颯ちゃんのごはんは、今日も美味しい。
でも、それもコウにとっては久しぶりのことだ。
本当の妹でもない私がずっと味わってきたのに、すごく申し訳ない。
年の離れたお兄ちゃんを、他人の私が独占してきたんだから。
「それはコウが悪い。無言で女の子の背後に立ってるなんて、叫ばれて当然だろ」
「別に、こいつの後ろを歩いてたわけじゃない。目的地が同じだっただけだろ。じゃ、なに。追い抜けばよかったわけ? 」
「名乗って、一緒に帰ればよかったって言ってるの」
「それこそ、不審者になりかねないと思うんだけど」
あれから――あの事故が起きてから、何が何だか理解できない間に、コウは寮のある学校へと行ってしまった。
私が、大人しく親戚の家に身を寄せればよかったんだ。
何度も颯ちゃんにそう言ったけれど、颯ちゃんは困ったように笑って「そうじゃないんだよ」としか言ってくれなかった。
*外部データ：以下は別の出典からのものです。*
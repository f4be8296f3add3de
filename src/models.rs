//! Core data models used throughout the pipeline.
//!
//! These types represent the chunks, index entries, and retrieval results
//! that flow from ingestion through to report generation.

use serde::Serialize;

/// An ordered word-count segment of one document's cleaned text.
#[derive(Debug, Clone, PartialEq, Eq)]
pub struct Chunk {
    /// Base name of the source document (the cleaned-text file stem).
    pub document_id: String,
    /// 0-based, contiguous within a document.
    pub chunk_index: usize,
    pub text: String,
    /// SHA-256 of `text`, used to skip re-embedding unchanged chunks.
    pub hash: String,
}

/// A chunk plus its embedding, as written to the similarity index.
#[derive(Debug, Clone)]
pub struct IndexedChunk {
    pub id: String,
    pub source_file: String,
    pub chunk_name: String,
    pub chunk_index: usize,
    pub text: String,
    pub hash: String,
    pub embedding: Vec<f32>,
}

/// One hit from a similarity query. Lower distance means more similar.
#[derive(Debug, Clone, Serialize)]
pub struct RetrievedChunk {
    pub id: String,
    pub source_file: String,
    pub chunk_name: String,
    pub text: String,
    pub distance: f32,
}

/// Up to `k` hits ordered by increasing distance.
pub type RetrievalResult = Vec<RetrievedChunk>;
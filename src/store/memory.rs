//! In-memory [`VectorStore`] for tests and dry runs.
//!
//! Entries live in a `BTreeMap` behind `std::sync::RwLock`. Queries are
//! brute-force cosine distance over every stored vector.

use std::collections::BTreeMap;
use std::sync::RwLock;

use anyhow::{anyhow, Result};
use async_trait::async_trait;

use crate::models::{IndexedChunk, RetrievalResult, RetrievedChunk};

use super::{check_dims, cosine_distance, rank, VectorStore};

pub struct InMemoryVectorStore {
    entries: RwLock<BTreeMap<String, IndexedChunk>>,
}

impl InMemoryVectorStore {
    pub fn new() -> Self {
        Self {
            entries: RwLock::new(BTreeMap::new()),
        }
    }
}

impl Default for InMemoryVectorStore {
    fn default() -> Self {
        Self::new()
    }
}

fn poisoned<T>(_: T) -> anyhow::Error {
    anyhow!("in-memory vector store lock poisoned")
}

#[async_trait]
impl VectorStore for InMemoryVectorStore {
    async fn upsert(&self, entry: &IndexedChunk) -> Result<()> {
        let mut entries = self.entries.write().map_err(poisoned)?;
        if let Some(existing) = entries.values().find(|e| e.id != entry.id) {
            check_dims(existing.embedding.len(), entry.embedding.len())?;
        }
        entries.insert(entry.id.clone(), entry.clone());
        Ok(())
    }

    async fn query(&self, embedding: &[f32], k: usize) -> Result<RetrievalResult> {
        let entries = self.entries.read().map_err(poisoned)?;
        if let Some(first) = entries.values().next() {
            check_dims(first.embedding.len(), embedding.len())?;
        }
        let hits: Vec<RetrievedChunk> = entries
            .values()
            .map(|e| RetrievedChunk {
                id: e.id.clone(),
                source_file: e.source_file.clone(),
                chunk_name: e.chunk_name.clone(),
                text: e.text.clone(),
                distance: cosine_distance(embedding, &e.embedding),
            })
            .collect();
        Ok(rank(hits, k))
    }

    async fn count(&self) -> Result<usize> {
        Ok(self.entries.read().map_err(poisoned)?.len())
    }

    async fn content_hash(&self, id: &str) -> Result<Option<String>> {
        Ok(self
            .entries
            .read()
            .map_err(poisoned)?
            .get(id)
            .map(|e| e.hash.clone()))
    }
}

#[cfg(test)]
mod tests {
    use super::*;

    fn entry(id: &str, embedding: Vec<f32>) -> IndexedChunk {
        IndexedChunk {
            id: id.to_string(),
            source_file: "doc".to_string(),
            chunk_name: id.to_string(),
            chunk_index: 0,
            text: format!("text of {}", id),
            hash: format!("hash-{}", id),
            embedding,
        }
    }

    #[tokio::test]
    async fn upsert_same_id_overwrites() {
        let store = InMemoryVectorStore::new();
        store.upsert(&entry("a", vec![1.0, 0.0])).await.unwrap();
        let mut updated = entry("a", vec![0.0, 1.0]);
        updated.hash = "new".to_string();
        store.upsert(&updated).await.unwrap();

        assert_eq!(store.count().await.unwrap(), 1);
        assert_eq!(store.content_hash("a").await.unwrap().as_deref(), Some("new"));
    }

    #[tokio::test]
    async fn query_orders_by_distance() {
        let store = InMemoryVectorStore::new();
        store.upsert(&entry("far", vec![-1.0, 0.0])).await.unwrap();
        store.upsert(&entry("near", vec![1.0, 0.1])).await.unwrap();
        store.upsert(&entry("mid", vec![0.0, 1.0])).await.unwrap();

        let hits = store.query(&[1.0, 0.0], 3).await.unwrap();
        let ids: Vec<&str> = hits.iter().map(|h| h.id.as_str()).collect();
        assert_eq!(ids, vec!["near", "mid", "far"]);
        assert!(hits.windows(2).all(|w| w[0].distance <= w[1].distance));
    }

    #[tokio::test]
    async fn query_empty_store_is_empty() {
        let store = InMemoryVectorStore::new();
        assert!(store.query(&[1.0, 0.0], 5).await.unwrap().is_empty());
    }

    #[tokio::test]
    async fn query_wrong_dims_fails() {
        let store = InMemoryVectorStore::new();
        store.upsert(&entry("a", vec![1.0, 0.0])).await.unwrap();
        assert!(store.query(&[1.0, 0.0, 0.0], 1).await.is_err());
    }

    #[tokio::test]
    async fn upsert_wrong_dims_fails() {
        let store = InMemoryVectorStore::new();
        store.upsert(&entry("a", vec![1.0, 0.0])).await.unwrap();
        assert!(store.upsert(&entry("b", vec![1.0])).await.is_err());
    }
}
//! Embedding provider abstraction and implementations.
//!
//! Defines the [`EmbeddingProvider`] trait and concrete implementations:
//! - **[`DisabledProvider`]**: returns errors; used when embeddings are not configured.
//! - **[`OpenAIProvider`]**: calls the OpenAI embeddings API with retry and backoff.
//! - **[`OllamaProvider`]**: calls a local Ollama instance's `/api/embed` endpoint.
//! - **`LocalProvider`**: runs sentence-embedding models in process via fastembed.
//!
//! Indexing and querying must go through the same provider and model:
//! [`embed_query`] and [`embed_checked`] reject vectors whose length differs
//! from [`EmbeddingProvider::dims`].
//!
//! Also provides vector utilities:
//! - [`cosine_similarity`]: compute similarity between two embedding vectors
//! - [`vec_to_blob`] / [`blob_to_vec`]: little-endian f32 BLOB encoding for SQLite
//!
//! # Retry Strategy
//!
//! The HTTP providers use bounded exponential backoff for transient errors:
//! - HTTP 429 (rate limited) and 5xx (server error) → retry
//! - HTTP 4xx (client error, not 429) → fail immediately
//! - Network errors → retry
//! - Backoff: 1s, 2s, 4s, 8s, 16s, 32s (capped at 2^5)

use anyhow::{bail, Result};
use async_trait::async_trait;
use std::time::Duration;

use crate::config::EmbeddingConfig;

#[async_trait]
pub trait EmbeddingProvider: Send + Sync {
    /// Returns the model identifier (e.g. `"all-minilm-l6-v2"`).
    fn model_name(&self) -> &str;
    /// Returns the embedding vector dimensionality (e.g. `384`).
    fn dims(&self) -> usize;
    /// Embed a batch of texts, returning one vector per input in order.
    async fn embed_texts(&self, texts: &[String]) -> Result<Vec<Vec<f32>>>;
}

/// Embed a batch and verify every vector has the provider's dimensionality.
pub async fn embed_checked(
    provider: &dyn EmbeddingProvider,
    texts: &[String],
) -> Result<Vec<Vec<f32>>> {
    let vectors = provider.embed_texts(texts).await?;
    if vectors.len() != texts.len() {
        bail!(
            "Embedding provider returned {} vectors for {} texts",
            vectors.len(),
            texts.len()
        );
    }
    for v in &vectors {
        if v.len() != provider.dims() {
            bail!(
                "Embedding model '{}' produced {}-dim vectors but embedding.dims = {}",
                provider.model_name(),
                v.len(),
                provider.dims()
            );
        }
    }
    Ok(vectors)
}

/// Embed a single query text.
pub async fn embed_query(provider: &dyn EmbeddingProvider, text: &str) -> Result<Vec<f32>> {
    let results = embed_checked(provider, &[text.to_string()]).await?;
    results
        .into_iter()
        .next()
        .ok_or_else(|| anyhow::anyhow!("Empty embedding response"))
}

// ============ Disabled Provider ============

/// A no-op embedding provider that always returns errors.
pub struct DisabledProvider;

#[async_trait]
impl EmbeddingProvider for DisabledProvider {
    fn model_name(&self) -> &str {
        "disabled"
    }
    fn dims(&self) -> usize {
        0
    }
    async fn embed_texts(&self, _texts: &[String]) -> Result<Vec<Vec<f32>>> {
        bail!("Embedding provider is disabled. Set [embedding] provider in config.")
    }
}

// ============ HTTP retry ============

/// POST `body` as JSON, retrying 429/5xx/network errors with backoff.
async fn post_json_with_retry(
    config: &EmbeddingConfig,
    label: &str,
    url: &str,
    bearer: Option<&str>,
    body: &serde_json::Value,
) -> Result<serde_json::Value> {
    let client = reqwest::Client::builder()
        .timeout(Duration::from_secs(config.timeout_secs))
        .build()?;

    let mut last_err = None;

    for attempt in 0..=config.max_retries {
        if attempt > 0 {
            // Exponential backoff: 1s, 2s, 4s, 8s, ...
            let delay = Duration::from_secs(1 << (attempt - 1).min(5));
            tokio::time::sleep(delay).await;
        }

        let mut req = client
            .post(url)
            .header("Content-Type", "application/json")
            .json(body);
        if let Some(key) = bearer {
            req = req.header("Authorization", format!("Bearer {}", key));
        }

        match req.send().await {
            Ok(response) => {
                let status = response.status();

                if status.is_success() {
                    return Ok(response.json().await?);
                }

                // Rate limited or server error: retry
                if status.as_u16() == 429 || status.is_server_error() {
                    let body_text = response.text().await.unwrap_or_default();
                    last_err = Some(anyhow::anyhow!(
                        "{} API error {}: {}",
                        label,
                        status,
                        body_text
                    ));
                    continue;
                }

                let body_text = response.text().await.unwrap_or_default();
                bail!("{} API error {}: {}", label, status, body_text);
            }
            Err(e) => {
                last_err = Some(anyhow::anyhow!("{} connection error ({}): {}", label, url, e));
                continue;
            }
        }
    }

    Err(last_err.unwrap_or_else(|| anyhow::anyhow!("{} embedding failed after retries", label)))
}

fn json_vector(value: &serde_json::Value) -> Option<Vec<f32>> {
    value
        .as_array()
        .map(|arr| arr.iter().map(|v| v.as_f64().unwrap_or(0.0) as f32).collect())
}

// ============ OpenAI Provider ============

/// Embedding provider using the OpenAI API.
///
/// Calls `POST /v1/embeddings` with the configured model.
/// Requires the `OPENAI_API_KEY` environment variable to be set.
pub struct OpenAIProvider {
    config: EmbeddingConfig,
    model: String,
    dims: usize,
}

impl OpenAIProvider {
    pub fn new(config: &EmbeddingConfig) -> Result<Self> {
        let model = config
            .model
            .clone()
            .ok_or_else(|| anyhow::anyhow!("embedding.model required for OpenAI provider"))?;
        let dims = config
            .dims
            .ok_or_else(|| anyhow::anyhow!("embedding.dims required for OpenAI provider"))?;

        if std::env::var("OPENAI_API_KEY").is_err() {
            bail!("OPENAI_API_KEY environment variable not set");
        }

        Ok(Self {
            config: config.clone(),
            model,
            dims,
        })
    }
}

#[async_trait]
impl EmbeddingProvider for OpenAIProvider {
    fn model_name(&self) -> &str {
        &self.model
    }
    fn dims(&self) -> usize {
        self.dims
    }

    async fn embed_texts(&self, texts: &[String]) -> Result<Vec<Vec<f32>>> {
        let api_key = std::env::var("OPENAI_API_KEY")
            .map_err(|_| anyhow::anyhow!("OPENAI_API_KEY not set"))?;
        let body = serde_json::json!({
            "model": self.model,
            "input": texts,
        });
        let json = post_json_with_retry(
            &self.config,
            "OpenAI",
            "https://api.openai.com/v1/embeddings",
            Some(&api_key),
            &body,
        )
        .await?;
        parse_openai_response(&json)
    }
}

/// Extract `data[].embedding` arrays, ordered by their `index` field.
fn parse_openai_response(json: &serde_json::Value) -> Result<Vec<Vec<f32>>> {
    let data = json
        .get("data")
        .and_then(|d| d.as_array())
        .ok_or_else(|| anyhow::anyhow!("Invalid OpenAI response: missing data array"))?;

    let mut indexed = Vec::with_capacity(data.len());
    for (pos, item) in data.iter().enumerate() {
        let vec = item
            .get("embedding")
            .and_then(json_vector)
            .ok_or_else(|| anyhow::anyhow!("Invalid OpenAI response: missing embedding"))?;
        let index = item
            .get("index")
            .and_then(|i| i.as_u64())
            .map(|i| i as usize)
            .unwrap_or(pos);
        indexed.push((index, vec));
    }
    indexed.sort_by_key(|(i, _)| *i);

    Ok(indexed.into_iter().map(|(_, v)| v).collect())
}

// ============ Ollama Provider ============

/// Embedding provider using a local Ollama instance.
///
/// Calls `POST /api/embed` on the configured URL (default: `http://localhost:11434`).
pub struct OllamaProvider {
    config: EmbeddingConfig,
    model: String,
    dims: usize,
    url: String,
}

impl OllamaProvider {
    pub fn new(config: &EmbeddingConfig) -> Result<Self> {
        let model = config
            .model
            .clone()
            .ok_or_else(|| anyhow::anyhow!("embedding.model required for Ollama provider"))?;
        let dims = config
            .dims
            .ok_or_else(|| anyhow::anyhow!("embedding.dims required for Ollama provider"))?;
        let url = config
            .url
            .clone()
            .unwrap_or_else(|| "http://localhost:11434".to_string());

        Ok(Self {
            config: config.clone(),
            model,
            dims,
            url,
        })
    }
}

#[async_trait]
impl EmbeddingProvider for OllamaProvider {
    fn model_name(&self) -> &str {
        &self.model
    }
    fn dims(&self) -> usize {
        self.dims
    }

    async fn embed_texts(&self, texts: &[String]) -> Result<Vec<Vec<f32>>> {
        let body = serde_json::json!({
            "model": self.model,
            "input": texts,
        });
        let json = post_json_with_retry(
            &self.config,
            "Ollama",
            &format!("{}/api/embed", self.url.trim_end_matches('/')),
            None,
            &body,
        )
        .await?;
        parse_ollama_response(&json)
    }
}

fn parse_ollama_response(json: &serde_json::Value) -> Result<Vec<Vec<f32>>> {
    let embeddings = json
        .get("embeddings")
        .and_then(|e| e.as_array())
        .ok_or_else(|| anyhow::anyhow!("Invalid Ollama response: missing embeddings array"))?;

    embeddings
        .iter()
        .map(|e| {
            json_vector(e).ok_or_else(|| {
                anyhow::anyhow!("Invalid Ollama response: embedding is not an array")
            })
        })
        .collect()
}

// ============ Local Provider (fastembed) ============

/// In-process sentence embeddings.
///
/// The model is downloaded from Hugging Face on first use and cached;
/// afterwards embeddings run entirely offline. The loaded model is kept
/// for the life of the provider so a batch run pays the load cost once.
#[cfg(feature = "local-embeddings-fastembed")]
pub struct LocalProvider {
    model_name: String,
    dims: usize,
    batch_size: usize,
    model: std::sync::Arc<std::sync::Mutex<Option<fastembed::TextEmbedding>>>,
}

#[cfg(feature = "local-embeddings-fastembed")]
impl LocalProvider {
    pub fn new(config: &EmbeddingConfig) -> Result<Self> {
        let model_name = config
            .model
            .clone()
            .unwrap_or_else(|| "all-minilm-l6-v2".to_string());
        // Validate the name up front so a typo fails at startup.
        config_to_fastembed_model(&model_name)?;
        let dims = config.dims.unwrap_or(match model_name.as_str() {
            "bge-base-en-v1.5" | "nomic-embed-text-v1" | "nomic-embed-text-v1.5" => 768,
            "bge-large-en-v1.5" => 1024,
            _ => 384,
        });
        Ok(Self {
            model_name,
            dims,
            batch_size: config.batch_size,
            model: std::sync::Arc::new(std::sync::Mutex::new(None)),
        })
    }
}

#[cfg(feature = "local-embeddings-fastembed")]
fn config_to_fastembed_model(name: &str) -> Result<fastembed::EmbeddingModel> {
    match name {
        "all-minilm-l6-v2" => Ok(fastembed::EmbeddingModel::AllMiniLML6V2),
        "bge-small-en-v1.5" => Ok(fastembed::EmbeddingModel::BGESmallENV15),
        "bge-base-en-v1.5" => Ok(fastembed::EmbeddingModel::BGEBaseENV15),
        "bge-large-en-v1.5" => Ok(fastembed::EmbeddingModel::BGELargeENV15),
        "nomic-embed-text-v1" => Ok(fastembed::EmbeddingModel::NomicEmbedTextV1),
        "nomic-embed-text-v1.5" => Ok(fastembed::EmbeddingModel::NomicEmbedTextV15),
        other => bail!(
            "Unknown local embedding model: '{}'. Supported models: \
             all-minilm-l6-v2, bge-small-en-v1.5, bge-base-en-v1.5, bge-large-en-v1.5, \
             nomic-embed-text-v1, nomic-embed-text-v1.5",
            other
        ),
    }
}

#[cfg(feature = "local-embeddings-fastembed")]
#[async_trait]
impl EmbeddingProvider for LocalProvider {
    fn model_name(&self) -> &str {
        &self.model_name
    }
    fn dims(&self) -> usize {
        self.dims
    }

    async fn embed_texts(&self, texts: &[String]) -> Result<Vec<Vec<f32>>> {
        let fastembed_model = config_to_fastembed_model(&self.model_name)?;
        let batch_size = self.batch_size;
        let texts = texts.to_vec();
        let slot = self.model.clone();

        tokio::task::spawn_blocking(move || {
            let mut guard = slot
                .lock()
                .map_err(|_| anyhow::anyhow!("local embedding model lock poisoned"))?;
            if guard.is_none() {
                let model = fastembed::TextEmbedding::try_new(
                    fastembed::InitOptions::new(fastembed_model)
                        .with_show_download_progress(true),
                )
                .map_err(|e| anyhow::anyhow!("Failed to initialize local embedding model: {}", e))?;
                *guard = Some(model);
            }
            let model = guard
                .as_mut()
                .ok_or_else(|| anyhow::anyhow!("local embedding model not loaded"))?;

            model
                .embed(texts, Some(batch_size))
                .map_err(|e| anyhow::anyhow!("Local embedding failed: {}", e))
        })
        .await?
    }
}

/// Create the appropriate [`EmbeddingProvider`] based on configuration.
///
/// | Config Value | Provider |
/// |-------------|----------|
/// | `"disabled"` | [`DisabledProvider`] |
/// | `"openai"` | [`OpenAIProvider`] |
/// | `"ollama"` | [`OllamaProvider`] |
/// | `"local"` | `LocalProvider` (feature `local-embeddings-fastembed`) |
pub fn create_provider(config: &EmbeddingConfig) -> Result<Box<dyn EmbeddingProvider>> {
    match config.provider.as_str() {
        "disabled" => Ok(Box::new(DisabledProvider)),
        "openai" => Ok(Box::new(OpenAIProvider::new(config)?)),
        "ollama" => Ok(Box::new(OllamaProvider::new(config)?)),
        #[cfg(feature = "local-embeddings-fastembed")]
        "local" => Ok(Box::new(LocalProvider::new(config)?)),
        #[cfg(not(feature = "local-embeddings-fastembed"))]
        "local" => bail!(
            "Local embedding provider requires --features local-embeddings-fastembed"
        ),
        other => bail!("Unknown embedding provider: {}", other),
    }
}

/// Encode a float vector as a BLOB (little-endian f32 bytes).
pub fn vec_to_blob(vec: &[f32]) -> Vec<u8> {
    let mut bytes = Vec::with_capacity(vec.len() * 4);
    for &v in vec {
        bytes.extend_from_slice(&v.to_le_bytes());
    }
    bytes
}

/// Decode a BLOB back into a float vector.
pub fn blob_to_vec(blob: &[u8]) -> Vec<f32> {
    blob.chunks_exact(4)
        .map(|chunk| f32::from_le_bytes([chunk[0], chunk[1], chunk[2], chunk[3]]))
        .collect()
}

/// Compute cosine similarity between two embedding vectors.
///
/// Returns a value in `[-1.0, 1.0]`, or `0.0` for empty vectors, vectors
/// of different lengths, and zero vectors.
pub fn cosine_similarity(a: &[f32], b: &[f32]) -> f32 {
    if a.len() != b.len() || a.is_empty() {
        return 0.0;
    }

    let mut dot = 0.0f32;
    let mut norm_a = 0.0f32;
    let mut norm_b = 0.0f32;

    for (x, y) in a.iter().zip(b.iter()) {
        dot += x * y;
        norm_a += x * x;
        norm_b += y * y;
    }

    let denom = norm_a.sqrt() * norm_b.sqrt();
    if denom < f32::EPSILON {
        return 0.0;
    }

    dot / denom
}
本当の兄弟を引き裂いて、今の今まで面倒を見てもらうなんて。
(いい加減、線引きしなくちゃ。私は元々ただのご近所さんで、他人で、今はれっきとした大人)
「美月。ダメだって言ったろ」
「……何も言ってないよ」
顔に出したつもりはなかったけれど、颯ちゃんはお見通しだ。
「別に、大袈裟に考えすぎ。就職決まって、一時的に帰ってきただけだから。部屋決まったら、すぐ出てく」
「……そっか! もうそんな時期なんだね。おめでと……」
「忘れてた……ってか、知らなかったんなら、そんな口先だけの言葉要らね」
「航大。いい加減にしろ」
(……覚えてる。コウのこと忘れてないし、知ってたよ)
なのに、今思いついたみたいな口調になってしまった。
コウは、単に怒ったんでも呆れたのでもない。
私の浅はかなその場しのぎが見抜かれたんだ。
「とにかく、ほんの少しの間だけだから。俺に構わず、今までどおりのほほんと暮らしたら」
「本気じゃないの、バレバレだぞ。美月が楽して生きてきたわけじゃないって、誰よりお前が分かってるくせに」
(……そうだよね)
コウは理由もなく人を傷つけるような人間じゃない。
私といたくなくて家を出たのが本当だとしても、ここまで私を牽制する原因は何だろう。
何にしても、私に近づいてほしくないのかもしれないな。
「颯ちゃん、いいの。コウくんもごめん。せっかく帰ってきたんだし、コウくんこそ私に気を遣わずに颯ちゃんと過ごして。……明日の準備あるから、行くね」
「みづ……。……ったく、お前は。他にやりようがあるだろ」
シンクの方へと向かいながら、後ろで颯ちゃんの少し苛ついた困り声を聞く。
洗い物をしながら、なるべく兄弟の会話が聞こえないように集中した。
――「昔みたいに」。それってもう、無理なのかな。